▸ About this task: Within the entries below, find each line containing the word "message" and copy it.
Start of Material shown
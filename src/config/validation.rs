//! Configuration validation.
//!
//! # Responsibilities
//! - Semantic validation (serde handles syntactic)
//! - Validate value ranges (intervals > 0, limits consistent)
//! - Check addresses parse before anything binds them
//!
//! # Design Decisions
//! - Returns all validation errors, not just first
//! - Validation is pure function: ConsoleConfig → Result<(), Vec<ValidationError>>
//! - Runs before config is accepted into the system

use std::net::SocketAddr;
use std::path::Path;

use thiserror::Error;

use crate::config::schema::ConsoleConfig;

/// One semantic problem, tagged with the offending key.
#[derive(Debug, Clone, Error, PartialEq, Eq)]
#[error("{field}: {message}")]
pub struct ValidationError {
    pub field: &'static str,
    pub message: String,
}

impl ValidationError {
    fn new(field: &'static str, message: impl Into<String>) -> Self {
        Self {
            field,
            message: message.into(),
        }
    }
}

/// Check a deserialized configuration, collecting every problem found.
pub fn validate_config(config: &ConsoleConfig) -> Result<(), Vec<ValidationError>> {
    let mut errors = Vec::new();

    let paths: [(&'static str, &Path); 5] = [
        ("nginx.sites_available", &config.nginx.sites_available),
        ("nginx.sites_enabled", &config.nginx.sites_enabled),
        ("nginx.conf_d", &config.nginx.conf_d),
        ("nginx.ssl_dir", &config.nginx.ssl_dir),
        ("logs.access_log", &config.logs.access_log),
    ];
    for (field, path) in paths {
        if path.as_os_str().is_empty() {
            errors.push(ValidationError::new(field, "path must not be empty"));
        }
    }

    let names = [
        ("nginx.extension", &config.nginx.extension),
        ("nginx.binary", &config.nginx.binary),
        ("certificates.certbot_binary", &config.certificates.certbot_binary),
        ("metrics.status_url", &config.metrics.status_url),
        ("metrics.process_name", &config.metrics.process_name),
        ("metrics.interface", &config.metrics.interface),
    ];
    for (field, value) in names {
        if value.trim().is_empty() {
            errors.push(ValidationError::new(field, "must not be empty"));
        }
    }
    if config.nginx.extension.starts_with('.') {
        errors.push(ValidationError::new("nginx.extension", "give the extension without a leading dot"));
    }

    if config.logs.read_limit == 0 {
        errors.push(ValidationError::new("logs.read_limit", "must be greater than zero"));
    }
    if config.logs.stats_limit < config.logs.read_limit {
        errors.push(ValidationError::new(
            "logs.stats_limit",
            format!(
                "must be at least logs.read_limit ({} < {})",
                config.logs.stats_limit, config.logs.read_limit
            ),
        ));
    }
    if config.logs.default_window_minutes == 0 {
        errors.push(ValidationError::new("logs.default_window_minutes", "must be greater than zero"));
    }

    if config.metrics.interval_ms == 0 {
        errors.push(ValidationError::new("metrics.interval_ms", "must be greater than zero"));
    }
    if config.metrics.subscriber_buffer == 0 {
        errors.push(ValidationError::new("metrics.subscriber_buffer", "must be greater than zero"));
    }
    if config.metrics.probe_timeout_ms == 0 {
        errors.push(ValidationError::new("metrics.probe_timeout_ms", "must be greater than zero"));
    }

    if config.admin.bind_address.parse::<SocketAddr>().is_err() {
        errors.push(ValidationError::new(
            "admin.bind_address",
            format!("invalid socket address {:?}", config.admin.bind_address),
        ));
    }
    if config.admin.api_key.trim().is_empty() {
        errors.push(ValidationError::new("admin.api_key", "must not be empty"));
    }
    if config.admin.request_timeout_secs == 0 {
        errors.push(ValidationError::new("admin.request_timeout_secs", "must be greater than zero"));
    }

    if !matches!(config.observability.log_format.as_str(), "pretty" | "json") {
        errors.push(ValidationError::new(
            "observability.log_format",
            format!("expected \"pretty\" or \"json\", got {:?}", config.observability.log_format),
        ));
    }
    if config.observability.metrics_enabled
        && config.observability.metrics_address.parse::<SocketAddr>().is_err()
    {
        errors.push(ValidationError::new(
            "observability.metrics_address",
            format!("invalid socket address {:?}", config.observability.metrics_address),
        ));
    }

    if errors.is_empty() {
        Ok(())
    } else {
        Err(errors)
    }
}

#[cfg(test)]
mod tests {
    use super::*;
    use std::path::PathBuf;

    #[test]
    fn test_defaults_are_valid() {
        assert_eq!(validate_config(&ConsoleConfig::default()), Ok(()));
    }

    #[test]
    fn test_collects_every_error() {
        let mut config = ConsoleConfig::default();
        config.nginx.conf_d = PathBuf::new();
        config.logs.read_limit = 500;
        config.logs.stats_limit = 100;
        config.metrics.interval_ms = 0;
        config.admin.bind_address = "localhost".to_string();
        config.admin.api_key = " ".to_string();
        config.observability.log_format = "xml".to_string();

        let errors = validate_config(&config).unwrap_err();
        let fields: Vec<_> = errors.iter().map(|e| e.field).collect();
        assert_eq!(
            fields,
            vec![
                "nginx.conf_d",
                "logs.stats_limit",
                "metrics.interval_ms",
                "admin.bind_address",
                "admin.api_key",
                "observability.log_format",
            ]
        );
    }

    #[test]
    fn test_metrics_address_ignored_when_disabled() {
        let mut config = ConsoleConfig::default();
        config.observability.metrics_enabled = false;
        config.observability.metrics_address = "nope".to_string();
        assert!(validate_config(&config).is_ok());
    }
}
End of Material shown
▸ Answer to the problem:
#[error("{field}: {message}")]
    pub message: String,
    fn new(field: &'static str, message: impl Into<String>) -> Self {
            message: message.into(),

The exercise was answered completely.